*** INFORMATION GIVEN ***
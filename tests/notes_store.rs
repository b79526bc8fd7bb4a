use opposition_planner::notes::{
    FileNotes, MemoryNotes, NotesStore, SqliteNotes, comment_key, notes_for,
};
use opposition_planner::state::{Slide, SlideKind};
use tempfile::tempdir;

fn exercise(store: &dyn NotesStore) {
    let slide = Slide::new(SlideKind::Venue, "Wankhede Stadium", 5);
    let key = comment_key(&slide);
    assert_eq!(key, "analyst_comments_venue_Wankhede Stadium");
    assert_eq!(store.get(&key).expect("get"), None);

    store.set(&key, "Short boundaries square").expect("set");
    assert_eq!(notes_for(store, &slide).as_deref(), Some("Short boundaries square"));

    store.set(&key, "Two spinners here").expect("overwrite");
    assert_eq!(store.get(&key).expect("get").as_deref(), Some("Two spinners here"));

    store.set(&key, "   ").expect("blank clears");
    assert_eq!(store.get(&key).expect("get"), None);
    assert_eq!(notes_for(store, &slide), None);
}

#[test]
fn memory_round_trip() {
    exercise(&MemoryNotes::default());
}

#[test]
fn sqlite_round_trip() {
    exercise(&SqliteNotes::in_memory().expect("sqlite"));
}

#[test]
fn file_round_trip() {
    let dir = tempdir().expect("tempdir");
    exercise(&FileNotes::open(dir.path().join("notes.json")));
}

#[test]
fn file_notes_survive_reopen() {
    let dir = tempdir().expect("tempdir");
    let path = dir.path().join("nested").join("notes.json");
    let slide = Slide::new(SlideKind::Player, "MS Dhoni", 1);
    let key = comment_key(&slide);

    FileNotes::open(path.clone())
        .set(&key, "Targets the short ball")
        .expect("save");
    let reopened = FileNotes::open(path);
    assert_eq!(
        reopened.get(&key).expect("get").as_deref(),
        Some("Targets the short ball")
    );
}

#[test]
fn sqlite_notes_survive_reopen() {
    let dir = tempdir().expect("tempdir");
    let path = dir.path().join("notes.sqlite");
    let slide = Slide::new(SlideKind::OverByOver, "Team A", 2);
    let key = comment_key(&slide);

    SqliteNotes::open(&path)
        .expect("open")
        .set(&key, "Death overs: pace only")
        .expect("save");
    let reopened = SqliteNotes::open(&path).expect("reopen");
    assert_eq!(
        reopened.get(&key).expect("get").as_deref(),
        Some("Death overs: pace only")
    );
}

#[test]
fn corrupt_notes_file_starts_empty() {
    let dir = tempdir().expect("tempdir");
    let path = dir.path().join("notes.json");
    std::fs::write(&path, "{ not json").expect("write");
    let store = FileNotes::open(path);
    assert_eq!(store.get("analyst_comments_team_X").expect("get"), None);
}
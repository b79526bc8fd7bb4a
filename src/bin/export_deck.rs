use anyhow::Context;
use log::info;

use opposition_planner::capture::BufferCapturer;
use opposition_planner::cli::PlannerArgs;
use opposition_planner::config::ApiConfig;
use opposition_planner::deck_export::{EXPORT_FAILED_MESSAGE, ExportServices, export_deck};
use opposition_planner::notes::open_notes_store;
use opposition_planner::render::ViewOptions;
use opposition_planner::selection::Deck;
use opposition_planner::stats_fetch::HttpStatsApi;

fn main() -> anyhow::Result<()> {
    let _ = dotenvy::from_filename(".env.local");
    let _ = dotenvy::from_filename(".env");
    env_logger::Builder::from_env(env_logger::Env::default().default_filter_or("info")).init();

    let args = PlannerArgs::parse(std::env::args().skip(1))?;
    let selection = args.selection();
    let mut deck = Deck::from_selection(&selection);
    let config = ApiConfig::from_env();
    info!("stats api {} ({:?})", config.base_url, config.source);
    let api = HttpStatsApi::new(config)?;
    let notes = open_notes_store(args.notes_backend).context("open analyst notes")?;
    let capturer = BufferCapturer::default();
    let services = ExportServices {
        api: &api,
        notes: notes.as_ref(),
        capturer: &capturer,
    };

    println!(
        "exporting {} slide(s) as {}",
        deck.len(),
        args.format.extension()
    );
    let result = export_deck(
        &mut deck,
        &selection,
        args.format,
        &args.out_dir,
        &services,
        &ViewOptions::default(),
        |progress| println!("{}", progress.message),
    );

    match result {
        Ok(report) => {
            for err in &report.errors {
                println!("slide error: {err}");
            }
            println!("wrote {}", report.path.display());
            Ok(())
        }
        Err(_) => {
            eprintln!("{EXPORT_FAILED_MESSAGE}");
            std::process::exit(1);
        }
    }
}
use std::env;
use std::time::Duration;

use anyhow::{Context, Result};
use reqwest::Url;

pub const LOCAL_API_URL: &str = "http://localhost:8000";
pub const HOSTED_API_URL: &str = "https://opposition-planner-api.up.railway.app";

const DEFAULT_ENVIRONMENT: &str = "development";
const DEFAULT_REQUEST_TIMEOUT_SECS: u64 = 30;
const PRESENTATION_TIMEOUT_SECS: u64 = 300;
const DEFAULT_FETCH_PARALLELISM: usize = 6;

/// Raw inputs for base URL resolution, captured once at startup.
#[derive(Debug, Clone, Default)]
pub struct ApiEnv {
    pub api_base_url: Option<String>,
    pub environment: Option<String>,
    pub production_url: Option<String>,
    pub hostname: Option<String>,
    pub request_timeout_secs: Option<u64>,
    pub fetch_parallelism: Option<usize>,
}

impl ApiEnv {
    pub fn from_env() -> Self {
        Self {
            api_base_url: non_empty_var("OPP_API_BASE_URL"),
            environment: non_empty_var("OPP_ENVIRONMENT"),
            production_url: non_empty_var("OPP_PRODUCTION_API_URL"),
            hostname: non_empty_var("OPP_HOSTNAME").or_else(|| non_empty_var("HOSTNAME")),
            request_timeout_secs: non_empty_var("OPP_REQUEST_TIMEOUT_SECS")
                .and_then(|val| val.parse::<u64>().ok()),
            fetch_parallelism: non_empty_var("FETCH_PARALLELISM")
                .and_then(|val| val.parse::<usize>().ok()),
        }
    }
}

#[derive(Debug, Clone, Copy, PartialEq, Eq)]
pub enum BaseUrlSource {
    Override,
    Environment,
    Hostname,
    Default,
}

#[derive(Debug, Clone)]
pub struct ApiConfig {
    pub base_url: String,
    pub source: BaseUrlSource,
    pub environment: String,
    pub request_timeout: Duration,
    pub presentation_timeout: Duration,
    pub fetch_parallelism: usize,
}

impl ApiConfig {
    /// Resolution order: explicit override, then the production URL when the
    /// environment is `production`, then localhost, then the hosted default.
    pub fn resolve(raw: &ApiEnv) -> Self {
        let environment = raw
            .environment
            .clone()
            .unwrap_or_else(|| DEFAULT_ENVIRONMENT.to_string())
            .to_lowercase();

        let (base_url, source) = if let Some(url) = raw.api_base_url.as_ref() {
            (url.clone(), BaseUrlSource::Override)
        } else if let (Some(url), "production") = (raw.production_url.as_ref(), environment.as_str())
        {
            (url.clone(), BaseUrlSource::Environment)
        } else if is_local_host(raw.hostname.as_deref().unwrap_or("localhost")) {
            (LOCAL_API_URL.to_string(), BaseUrlSource::Hostname)
        } else {
            (HOSTED_API_URL.to_string(), BaseUrlSource::Default)
        };

        Self {
            base_url: base_url.trim_end_matches('/').to_string(),
            source,
            environment,
            request_timeout: Duration::from_secs(
                raw.request_timeout_secs
                    .unwrap_or(DEFAULT_REQUEST_TIMEOUT_SECS)
                    .max(1),
            ),
            presentation_timeout: Duration::from_secs(PRESENTATION_TIMEOUT_SECS),
            fetch_parallelism: raw
                .fetch_parallelism
                .unwrap_or(DEFAULT_FETCH_PARALLELISM)
                .clamp(2, 32),
        }
    }

    pub fn from_env() -> Self {
        Self::resolve(&ApiEnv::from_env())
    }

    /// Builds `{base}/{segments...}?{query}` with each segment percent-encoded.
    pub fn endpoint_url(&self, segments: &[String], query: &[(&str, String)]) -> Result<Url> {
        let mut url = Url::parse(&self.base_url)
            .with_context(|| format!("invalid api base url {}", self.base_url))?;
        {
            let mut path = url
                .path_segments_mut()
                .map_err(|_| anyhow::anyhow!("api base url cannot take a path: {}", self.base_url))?;
            path.pop_if_empty();
            for segment in segments {
                path.push(segment);
            }
        }
        if !query.is_empty() {
            let mut pairs = url.query_pairs_mut();
            for (key, value) in query {
                pairs.append_pair(key, value);
            }
        }
        Ok(url)
    }
}

fn is_local_host(hostname: &str) -> bool {
    let host = hostname.trim();
    host.eq_ignore_ascii_case("localhost") || host == "127.0.0.1"
}

fn non_empty_var(key: &str) -> Option<String> {
    env::var(key)
        .ok()
        .map(|val| val.trim().to_string())
        .filter(|val| !val.is_empty())
}

#[cfg(test)]
mod tests {
    use super::*;

    #[test]
    fn override_beats_everything() {
        let cfg = ApiConfig::resolve(&ApiEnv {
            api_base_url: Some("https://stats.example.com/".to_string()),
            environment: Some("production".to_string()),
            production_url: Some("https://prod.example.com".to_string()),
            hostname: Some("localhost".to_string()),
            ..ApiEnv::default()
        });
        assert_eq!(cfg.base_url, "https://stats.example.com");
        assert_eq!(cfg.source, BaseUrlSource::Override);
    }

    #[test]
    fn production_url_only_applies_in_production() {
        let raw = ApiEnv {
            production_url: Some("https://prod.example.com".to_string()),
            hostname: Some("analyst-box".to_string()),
            ..ApiEnv::default()
        };
        let dev = ApiConfig::resolve(&raw);
        assert_eq!(dev.base_url, HOSTED_API_URL);
        assert_eq!(dev.source, BaseUrlSource::Default);

        let prod = ApiConfig::resolve(&ApiEnv {
            environment: Some("Production".to_string()),
            ..raw
        });
        assert_eq!(prod.base_url, "https://prod.example.com");
        assert_eq!(prod.source, BaseUrlSource::Environment);
    }

    #[test]
    fn localhost_uses_local_backend() {
        let cfg = ApiConfig::resolve(&ApiEnv {
            hostname: Some("127.0.0.1".to_string()),
            ..ApiEnv::default()
        });
        assert_eq!(cfg.base_url, LOCAL_API_URL);
        assert_eq!(cfg.fetch_parallelism, 6);
        assert_eq!(cfg.request_timeout, Duration::from_secs(30));
    }

    #[test]
    fn endpoint_url_encodes_names() {
        let cfg = ApiConfig::resolve(&ApiEnv {
            api_base_url: Some("http://localhost:8000".to_string()),
            ..ApiEnv::default()
        });
        let url = cfg
            .endpoint_url(
                &["player".to_string(), "MS Dhoni".to_string(), "insights".to_string()],
                &[("t", "42".to_string())],
            )
            .expect("url should build");
        assert_eq!(url.as_str(), "http://localhost:8000/player/MS%20Dhoni/insights?t=42");
    }
}
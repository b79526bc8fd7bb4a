use anyhow::{Context, Result};
use log::debug;
use reqwest::blocking::Client;
use serde::de::DeserializeOwned;
use serde::{Deserialize, Serialize};

use crate::config::ApiConfig;
use crate::http_client::{http_client, presentation_client};
use crate::state::{
    BowlingStats, DismissalData, Insights, NbaPlayerStats, NbaTeamStats, OverEntry,
    PacerSpinnerOver, ScatterPoint, Slide, SlideKind, StrikeRateZonesData, TossDecision,
    TossSituation, WagonWheelData,
};

const PRESENTATION_PATH: &str = "generate-screenshot-ppt";

/// Every backend read the planner performs.
#[derive(Debug, Clone, PartialEq, Eq)]
pub enum Endpoint {
    Health,
    Teams,
    Venues,
    Players,
    PlayerInsights(String),
    PlayerBowlingStats(String),
    PlayerDismissals(String),
    PlayerWagonWheel(String),
    PlayerStrikeRateZones(String),
    ScatterPlot { selected_players: Vec<String> },
    TeamInsights(String),
    TeamBowlingStats(String),
    TeamOverByOver(String),
    TeamPacerSpinner(String),
    TeamScatterPlot,
    VenueInsights(String),
    VenueTossDecisions(String),
    VenueTossSituations(String),
    NbaTeamPlayers(String),
    NbaTeamStats(String),
    NbaPlayerStats(String),
}

impl Endpoint {
    pub fn path_segments(&self) -> Vec<String> {
        let nested = |root: &str, name: &str, leaf: &str| {
            vec![root.to_string(), name.to_string(), leaf.to_string()]
        };
        match self {
            Endpoint::Health => Vec::new(),
            Endpoint::Teams => vec!["teams".to_string()],
            Endpoint::Venues => vec!["venues".to_string()],
            Endpoint::Players => vec!["players".to_string()],
            Endpoint::PlayerInsights(p) => nested("player", p, "insights"),
            Endpoint::PlayerBowlingStats(p) => nested("player", p, "bowling-stats"),
            Endpoint::PlayerDismissals(p) => nested("player", p, "dismissal-locations"),
            Endpoint::PlayerWagonWheel(p) => nested("player", p, "wagon-wheel"),
            Endpoint::PlayerStrikeRateZones(p) => nested("player", p, "strike-rate-zones"),
            Endpoint::ScatterPlot { .. } => vec!["scatter-plot-data".to_string()],
            Endpoint::TeamInsights(t) => nested("team", t, "insights"),
            Endpoint::TeamBowlingStats(t) => nested("team", t, "bowling-stats"),
            Endpoint::TeamOverByOver(t) => nested("team", t, "over-by-over"),
            Endpoint::TeamPacerSpinner(t) => nested("team", t, "pacer-spinner-breakdown"),
            Endpoint::TeamScatterPlot => vec!["team-scatter-plot-data".to_string()],
            Endpoint::VenueInsights(v) => nested("venue", v, "insights"),
            Endpoint::VenueTossDecisions(v) => nested("venue", v, "toss-decisions"),
            Endpoint::VenueTossSituations(v) => nested("venue", v, "toss-situation-details"),
            Endpoint::NbaTeamPlayers(t) => {
                vec!["nba".to_string(), "team".to_string(), t.clone(), "players".to_string()]
            }
            Endpoint::NbaTeamStats(t) => {
                vec!["nba".to_string(), "team".to_string(), t.clone(), "stats".to_string()]
            }
            Endpoint::NbaPlayerStats(p) => {
                vec!["nba".to_string(), "player".to_string(), p.clone(), "stats".to_string()]
            }
        }
    }

    pub fn query(&self) -> Vec<(&'static str, String)> {
        match self {
            Endpoint::ScatterPlot { selected_players } => {
                vec![("selected_players", selected_players.join(","))]
            }
            _ => Vec::new(),
        }
    }

    /// Per-slide stat reads carry a `t` parameter so intermediaries never
    /// serve a stale body. List and health reads do not.
    pub fn cache_bust(&self) -> bool {
        !matches!(
            self,
            Endpoint::Health | Endpoint::Teams | Endpoint::Venues | Endpoint::Players
        )
    }

    /// Query pairs sent with the read, cache-bust stamp last.
    pub fn request_query(&self, now_millis: i64) -> Vec<(&'static str, String)> {
        let mut query = self.query();
        if self.cache_bust() {
            query.push(("t", now_millis.to_string()));
        }
        query
    }

    pub fn label(&self) -> String {
        let path = self.path_segments().join("/");
        if path.is_empty() { "/".to_string() } else { path }
    }
}

#[derive(Debug, Clone, PartialEq, Eq, Serialize, Deserialize)]
pub struct PresentationSlide {
    #[serde(rename = "type")]
    pub kind: SlideKind,
    pub player_name: Option<String>,
    pub team_name: Option<String>,
    pub venue_name: Option<String>,
    pub opposition: Option<String>,
}

#[derive(Debug, Clone, PartialEq, Eq, Serialize, Deserialize)]
pub struct PresentationRequest {
    pub slides: Vec<PresentationSlide>,
}

impl PresentationRequest {
    pub fn from_slides(slides: &[Slide], opposition: Option<&str>) -> Self {
        let slides = slides
            .iter()
            .map(|slide| {
                let data = Some(slide.data.clone());
                PresentationSlide {
                    kind: slide.kind,
                    player_name: data.clone().filter(|_| slide.kind == SlideKind::Player),
                    team_name: data.clone().filter(|_| {
                        matches!(slide.kind, SlideKind::Team | SlideKind::OverByOver)
                    }),
                    venue_name: data.filter(|_| slide.kind == SlideKind::Venue),
                    opposition: opposition.map(str::to_string),
                }
            })
            .collect();
        Self { slides }
    }
}

/// Read access to the stats backend. Implementations must be shareable
/// across the fetch pool.
pub trait StatsApi: Sync {
    fn get(&self, endpoint: &Endpoint) -> Result<String>;

    /// Asks the backend to render its own screenshot deck; returns the pptx bytes.
    fn post_presentation(&self, request: &PresentationRequest) -> Result<Vec<u8>>;

    fn fetch_parallelism(&self) -> usize {
        6
    }
}

pub struct HttpStatsApi {
    config: ApiConfig,
    client: &'static Client,
}

impl HttpStatsApi {
    pub fn new(config: ApiConfig) -> Result<Self> {
        let client = http_client(&config)?;
        Ok(Self { config, client })
    }

    pub fn config(&self) -> &ApiConfig {
        &self.config
    }
}

impl StatsApi for HttpStatsApi {
    fn get(&self, endpoint: &Endpoint) -> Result<String> {
        let query = endpoint.request_query(chrono::Utc::now().timestamp_millis());
        let url = self.config.endpoint_url(&endpoint.path_segments(), &query)?;
        debug!("GET {url}");
        let resp = self
            .client
            .get(url)
            .send()
            .with_context(|| format!("request failed: {}", endpoint.label()))?;
        let status = resp.status();
        let body = resp.text().context("failed reading body")?;
        if !status.is_success() {
            return Err(anyhow::anyhow!("http {} for {}: {}", status, endpoint.label(), body));
        }
        Ok(body)
    }

    fn post_presentation(&self, request: &PresentationRequest) -> Result<Vec<u8>> {
        let client = presentation_client(&self.config)?;
        let url = self
            .config
            .endpoint_url(&[PRESENTATION_PATH.to_string()], &[])?;
        debug!("POST {url} ({} slides)", request.slides.len());
        let resp = client
            .post(url)
            .json(request)
            .send()
            .context("presentation request failed")?;
        let status = resp.status();
        if !status.is_success() {
            let body = resp.text().unwrap_or_default();
            return Err(anyhow::anyhow!("http {}: {}", status, body));
        }
        let bytes = resp.bytes().context("failed reading presentation body")?;
        if bytes.is_empty() {
            return Err(anyhow::anyhow!("empty presentation response"));
        }
        Ok(bytes.to_vec())
    }

    fn fetch_parallelism(&self) -> usize {
        self.config.fetch_parallelism
    }
}

/// Runs `action` on a dedicated rayon pool sized for network fan-out.
pub fn with_fetch_pool<T>(threads: usize, action: impl FnOnce() -> T + Send) -> T
where
    T: Send,
{
    match rayon::ThreadPoolBuilder::new()
        .num_threads(threads.clamp(2, 32))
        .build()
    {
        Ok(pool) => pool.install(action),
        Err(_) => action(),
    }
}

pub fn check_api_health(api: &dyn StatsApi) -> Result<()> {
    api.get(&Endpoint::Health).map(|_| ())
}

pub fn fetch_teams(api: &dyn StatsApi) -> Result<Vec<String>> {
    parse_name_list(&api.get(&Endpoint::Teams)?, "teams")
}

pub fn fetch_venues(api: &dyn StatsApi) -> Result<Vec<String>> {
    parse_name_list(&api.get(&Endpoint::Venues)?, "venues")
}

pub fn fetch_players(api: &dyn StatsApi) -> Result<Vec<String>> {
    parse_name_list(&api.get(&Endpoint::Players)?, "players")
}

/// Teams, venues and the roster are independent; a failed list stays empty.
pub struct StartupLists {
    pub teams: Vec<String>,
    pub venues: Vec<String>,
    pub players: Vec<String>,
    pub errors: Vec<String>,
}

pub fn fetch_startup_lists(api: &dyn StatsApi) -> StartupLists {
    let mut errors = Vec::new();
    let mut take = |label: &str, res: Result<Vec<String>>| match res {
        Ok(list) => list,
        Err(err) => {
            errors.push(format!("{label} fetch failed: {err:#}"));
            Vec::new()
        }
    };
    let teams = take("teams", fetch_teams(api));
    let venues = take("venues", fetch_venues(api));
    let players = take("players", fetch_players(api));
    StartupLists {
        teams,
        venues,
        players,
        errors,
    }
}

fn parse_body(raw: &str, what: &str) -> Result<serde_json::Value> {
    let trimmed = raw.trim();
    if trimmed.is_empty() || trimmed == "null" {
        return Err(anyhow::anyhow!("empty {what} response"));
    }
    serde_json::from_str(trimmed).with_context(|| format!("invalid {what} json"))
}

fn parse_field<T>(raw: &str, field: &str, what: &str) -> Result<T>
where
    T: DeserializeOwned + Default,
{
    let value = parse_body(raw, what)?;
    match value.get(field) {
        None | Some(serde_json::Value::Null) => Ok(T::default()),
        Some(inner) => T::deserialize(inner).with_context(|| format!("invalid {what}.{field}")),
    }
}

fn parse_whole<T: DeserializeOwned>(raw: &str, what: &str) -> Result<T> {
    let value = parse_body(raw, what)?;
    T::deserialize(&value).with_context(|| format!("invalid {what} json"))
}

/// `{ "<field>": ["a", "b"] }`; entries may also be objects with a `name`.
pub fn parse_name_list(raw: &str, field: &str) -> Result<Vec<String>> {
    let values: Vec<serde_json::Value> = parse_field(raw, field, field)?;
    Ok(values
        .into_iter()
        .filter_map(|value| match value {
            serde_json::Value::String(s) => Some(s),
            serde_json::Value::Object(map) => map
                .get("name")
                .and_then(|n| n.as_str())
                .map(str::to_string),
            _ => None,
        })
        .map(|s| s.trim().to_string())
        .filter(|s| !s.is_empty())
        .collect())
}

pub fn parse_insights(raw: &str) -> Result<Insights> {
    parse_field(raw, "insights", "insights")
}

/// Venue insights arrive as `{insights: {insights: [..]}}` or a bare list.
pub fn parse_venue_insights(raw: &str) -> Result<Vec<String>> {
    let value: serde_json::Value = parse_field(raw, "insights", "venue insights")?;
    let list = match value {
        serde_json::Value::Object(mut map) => map.remove("insights").unwrap_or_default(),
        other => other,
    };
    Ok(match list {
        serde_json::Value::Array(items) => items
            .into_iter()
            .filter_map(|item| item.as_str().map(str::to_string))
            .collect(),
        _ => Vec::new(),
    })
}

pub fn parse_bowling_stats(raw: &str) -> Result<BowlingStats> {
    parse_whole(raw, "bowling stats")
}

pub fn parse_scatter(raw: &str, field: &str) -> Result<Vec<ScatterPoint>> {
    parse_field(raw, field, "scatter")
}

pub fn parse_dismissals(raw: &str) -> Result<DismissalData> {
    parse_whole(raw, "dismissal locations")
}

pub fn parse_wagon_wheel(raw: &str) -> Result<WagonWheelData> {
    parse_whole(raw, "wagon wheel")
}

pub fn parse_strike_rate_zones(raw: &str) -> Result<StrikeRateZonesData> {
    parse_whole(raw, "strike rate zones")
}

pub fn parse_over_by_over(raw: &str) -> Result<Vec<OverEntry>> {
    parse_field(raw, "overs_data", "over-by-over")
}

pub fn parse_pacer_spinner(raw: &str) -> Result<Vec<PacerSpinnerOver>> {
    parse_field(raw, "overs_data", "pacer-spinner breakdown")
}

pub fn parse_toss_decisions(raw: &str) -> Result<Vec<TossDecision>> {
    parse_field(raw, "toss_decisions", "toss decisions")
}

pub fn parse_toss_situations(raw: &str) -> Result<Vec<TossSituation>> {
    parse_field(raw, "situation_details", "toss situations")
}

pub fn parse_nba_team_stats(raw: &str) -> Result<NbaTeamStats> {
    parse_whole(raw, "nba team stats")
}

pub fn parse_nba_player_stats(raw: &str) -> Result<NbaPlayerStats> {
    parse_whole(raw, "nba player stats")
}

#[cfg(test)]
mod tests {
    use super::*;

    #[test]
    fn endpoint_paths() {
        assert_eq!(
            Endpoint::TeamPacerSpinner("Mumbai Indians".to_string()).label(),
            "team/Mumbai Indians/pacer-spinner-breakdown"
        );
        assert_eq!(Endpoint::Health.label(), "/");
        assert!(!Endpoint::Teams.cache_bust());
        assert!(Endpoint::VenueInsights("Eden Gardens".to_string()).cache_bust());
        let scatter = Endpoint::ScatterPlot {
            selected_players: vec!["A".to_string(), "B".to_string()],
        };
        assert_eq!(scatter.query(), vec![("selected_players", "A,B".to_string())]);
    }

    #[test]
    fn stat_reads_carry_t_stamp() {
        let scatter = Endpoint::ScatterPlot {
            selected_players: vec!["P1".to_string()],
        };
        assert_eq!(
            scatter.request_query(1_700_000_000_000),
            vec![
                ("selected_players", "P1".to_string()),
                ("t", "1700000000000".to_string()),
            ]
        );
        assert!(Endpoint::Players.request_query(42).is_empty());
    }

    #[test]
    fn presentation_payload_names_fields_by_kind() {
        let slides = vec![
            Slide::new(SlideKind::Player, "MS Dhoni", 1),
            Slide::new(SlideKind::OverByOver, "Chennai Super Kings", 2),
        ];
        let req = PresentationRequest::from_slides(&slides, Some("Chennai Super Kings"));
        let json = serde_json::to_value(&req).expect("serialize");
        assert_eq!(json["slides"][0]["type"], "player");
        assert_eq!(json["slides"][0]["player_name"], "MS Dhoni");
        assert!(json["slides"][0]["team_name"].is_null());
        assert_eq!(json["slides"][1]["type"], "overbyover");
        assert_eq!(json["slides"][1]["team_name"], "Chennai Super Kings");
    }

    #[test]
    fn empty_body_is_an_error() {
        assert!(parse_insights("  ").is_err());
        assert!(parse_insights("null").is_err());
        assert!(parse_insights("{}").expect("defaults").is_empty());
    }
}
*** End of INFORMATION GIVEN ***
WORK INSTRUCTION:
Return each line of the entries that holds the string "Kings".

TASK ANSWER:
            Slide::new(SlideKind::OverByOver, "Chennai Super Kings", 2),
        let req = PresentationRequest::from_slides(&slides, Some("Chennai Super Kings"));
        assert_eq!(json["slides"][1]["team_name"], "Chennai Super Kings");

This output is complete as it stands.